I think the interface that should be implemented by software synths can be more or less dictated by the powers-that-be here. This is much easier than defining an interface for hardware manufacturers. The interface should, I think be modelled on the one for hardware synthesizers. For starters, I think, there should be a function that returns the synth's metadata. See the properties in http://www.g200kg.com/en/docs/webmidilink/synthlist.html

And, if its not clear enough already, my original request from #126 is no longer on the table. :-)

cwilso commented 9 years ago

@agoode Service Worker WILL NOT fix this. You wouldn't be able to keep an AudioContext alive inside a SW; SWs are designed to come alive when needed, but not be resident/running all the time. For a soft synth, you need to wake up and be alive (when routed, usually).

Let's keep this focused: THIS issue is about creating virtual MIDI ports, input and output, that can then be used by other programs on the system while this application is resident - i.e., creating a MIDI "pipe". The other issue (#124) is for managing and referring to virtual instruments - including, presumably, how you initialize them. (ServiceWorker might be involved there, but it's not going to solve it by itself.)

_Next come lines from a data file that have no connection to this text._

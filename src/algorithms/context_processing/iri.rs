use super::{define::split_compact_iri, merged::Merged, ContextProcessor, DefinedTerms};
use crate::{
	algorithms::ProcessingEnvironment,
	keyword::{is_keyword, is_keyword_like},
	util::{is_absolute_iri, resolve_iri},
	ActiveContext, Error, Warning,
};

impl<'a> ContextProcessor<'a> {
	/// IRI expansion during context processing.
	///
	/// Terms of the local context are defined on demand before being used.
	#[allow(clippy::too_many_arguments)]
	pub(super) fn expand_iri_with(
		&self,
		env: &mut impl ProcessingEnvironment,
		result: &mut ActiveContext,
		local_context: &Merged,
		defined: &mut DefinedTerms,
		value: &str,
		document_relative: bool,
		vocab: bool,
	) -> Result<Option<String>, Error> {
		if is_keyword(value) {
			return Ok(Some(value.to_owned()));
		}

		if is_keyword_like(value) {
			env.warn(Warning::KeywordLikeValue(value.to_owned()));
			return Ok(None);
		}

		// 3) If `local_context` is not null, it contains an entry with a key
		// that equals value, and the value of the entry for value in defined is
		// not true, invoke the Create Term Definition algorithm, passing active
		// context, local context, value as term, and defined. This will ensure
		// that a term definition is created for value in active context during
		// Context Processing.
		if local_context.contains(value) {
			self.define(env, result, local_context, value, defined)?
		}

		// 6.3) If `local_context` is not null, it contains a `prefix` entry, and
		// the value of the prefix entry in defined is not true, invoke the
		// Create Term Definition algorithm, passing active context, local
		// context, prefix as term, and defined. This will ensure that a term
		// definition is created for prefix in active context during Context
		// Processing.
		if let Some((prefix, suffix)) = split_compact_iri(value) {
			if prefix != "_" && !suffix.starts_with("//") && local_context.contains(prefix) {
				self.define(env, result, local_context, prefix, defined)?
			}
		}

		Ok(expand_iri(env, result, value, document_relative, vocab))
	}
}

/// IRI expansion.
///
/// Returns `None` if the value is mapped to null, or if it has the form of
/// a keyword without being one.
///
/// See <https://www.w3.org/TR/json-ld11-api/#iri-expansion>.
pub fn expand_iri(
	env: &mut impl ProcessingEnvironment,
	active_context: &ActiveContext,
	value: &str,
	document_relative: bool,
	vocab: bool,
) -> Option<String> {
	// 1) If `value` is a keyword or null, return value as is.
	if is_keyword(value) {
		return Some(value.to_owned());
	}

	// 2) If `value` has the form of a keyword, a processor SHOULD generate a
	// warning and return null.
	if is_keyword_like(value) {
		env.warn(Warning::KeywordLikeValue(value.to_owned()));
		return None;
	}

	if let Some(definition) = active_context.get(value) {
		// 4) If active context has a term definition for value, and the
		// associated IRI mapping is a keyword, return that keyword.
		if let Some(iri) = definition.iri() {
			if is_keyword(iri) {
				return Some(iri.to_owned());
			}
		}

		// 5) If vocab is true and the active context has a term definition for
		// value, return the associated IRI mapping.
		if vocab {
			return definition.iri.clone();
		}
	}

	// 6) If value contains a colon (:) anywhere after the first character, it
	// is either an IRI, a compact IRI, or a blank node identifier:
	if let Some((prefix, suffix)) = split_compact_iri(value) {
		// 6.2) If `prefix` is underscore (_) or `suffix` begins with
		// double-forward-slash (//), return value as it is already an IRI or a
		// blank node identifier.
		if prefix == "_" || suffix.starts_with("//") {
			return Some(value.to_owned());
		}

		// 6.4) If active context contains a term definition for prefix having a
		// non-null IRI mapping and the prefix flag of the term definition is
		// true, return the result of concatenating the IRI mapping associated
		// with prefix and suffix.
		if let Some(definition) = active_context.get(prefix) {
			if let Some(prefix_iri) = definition.iri() {
				if definition.prefix {
					return Some(format!("{prefix_iri}{suffix}"));
				}
			}
		}

		// 6.5) If value has the form of an IRI, return value.
		if is_absolute_iri(value) {
			return Some(value.to_owned());
		}
	}

	// 7) If vocab is true, and active context has a vocabulary mapping, return
	// the result of concatenating the vocabulary mapping with value.
	if vocab {
		if let Some(vocabulary) = active_context.vocabulary() {
			return Some(format!("{vocabulary}{value}"));
		}
	}

	// 8) Otherwise, if document relative is true set value to the result of
	// resolving value against the base IRI from active context. Only the basic
	// algorithm in section 5.2 of [RFC3986] is used; neither Syntax-Based
	// Normalization nor Scheme-Based Normalization are performed. Characters
	// additionally allowed in IRI references are treated in the same way that
	// unreserved characters are treated in URI references, per section 6.5 of
	// [RFC3987].
	if document_relative {
		if let Some(base) = active_context.base_iri() {
			return match resolve_iri(value, Some(base)) {
				Some(iri) => Some(iri.as_str().to_owned()),
				None => {
					env.warn(Warning::MalformedIri(value.to_owned()));
					Some(value.to_owned())
				}
			};
		}
	}

	// 9) Return value as is.
	Some(value.to_owned())
}

#[cfg(test)]
mod tests {
	use super::*;
	use crate::{algorithms::Environment, loader::NoLoader, TermDefinition};

	fn context() -> ActiveContext {
		let mut context = ActiveContext::new(Some(
			iref::IriBuf::new("http://example.org/doc/".to_owned()).unwrap(),
		));
		context.set_vocabulary(Some("http://vocab.org/".to_owned()));
		context.set(
			"ex".to_owned(),
			Some(TermDefinition {
				iri: Some("http://example.org/ns#".to_owned()),
				prefix: true,
				..Default::default()
			}),
		);
		context.set(
			"id".to_owned(),
			Some(TermDefinition {
				iri: Some("@id".to_owned()),
				..Default::default()
			}),
		);
		context
	}

	#[test]
	fn expansion_order() {
		let context = context();
		let mut env = Environment::new(NoLoader);

		assert_eq!(
			expand_iri(&mut env, &context, "id", false, false).as_deref(),
			Some("@id")
		);
		assert_eq!(
			expand_iri(&mut env, &context, "ex:name", false, true).as_deref(),
			Some("http://example.org/ns#name")
		);
		assert_eq!(
			expand_iri(&mut env, &context, "name", false, true).as_deref(),
			Some("http://vocab.org/name")
		);
		assert_eq!(
			expand_iri(&mut env, &context, "page", true, false).as_deref(),
			Some("http://example.org/doc/page")
		);
		assert_eq!(
			expand_iri(&mut env, &context, "_:b0", true, true).as_deref(),
			Some("_:b0")
		);
		assert!(env.warnings().is_empty())
	}

	#[test]
	fn keyword_like_values_are_null() {
		let context = context();
		let mut env = Environment::new(NoLoader);
		assert_eq!(expand_iri(&mut env, &context, "@ignoreMe", false, true), None);
		assert_eq!(env.warnings().len(), 1)
	}
}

Whether the MIDI API is available to Workers (#99) is relevant in that you'll probably need it in the context of whatever the initialization context is for #124, but it's also useful in more narrow contexts (e.g. I want to run my sequencer in a non-UI thread).

cwilso commented 9 years ago

Forgot to say: @joeberkovitz : Note the above, I'm trying to keep each of these issues separated, because the bedrock they detail is independently useful. This issue, for example - you could utilize a Web MIDI synth that you loaded in your browser from Ableton (since it could show up as a MIDI device in OSX). The top-of-the-heap "virtual device" spec is #124, and yes, it's heavily related to the the virtual device/routing issue in Web Audio; I'd expect at the very least you'd want to be able to bundle them.

bja-ableton commented 7 years ago

I'd like to lend my support to this proposal. It would be wonderfully powerful for integrating the browser with other desktop software, synths and so on - upgrading the browser to a "first class" player in desktop audio. I see there has been no further comment for around a year and a half - any progress to report?

cwilso commented 7 years ago

This was moved to v2. It's extremely challenging - in particular, because you would want a Service-Worker-like "resident background app" type of environment for these, and that just doesn't exist in the Web. (Something that could register, and then be woken up to run when an app - native or web - opens the port.) In addition, even just registering a virtual port requires a virtual device driver to be installed on Windows, which is a really deep security challenge.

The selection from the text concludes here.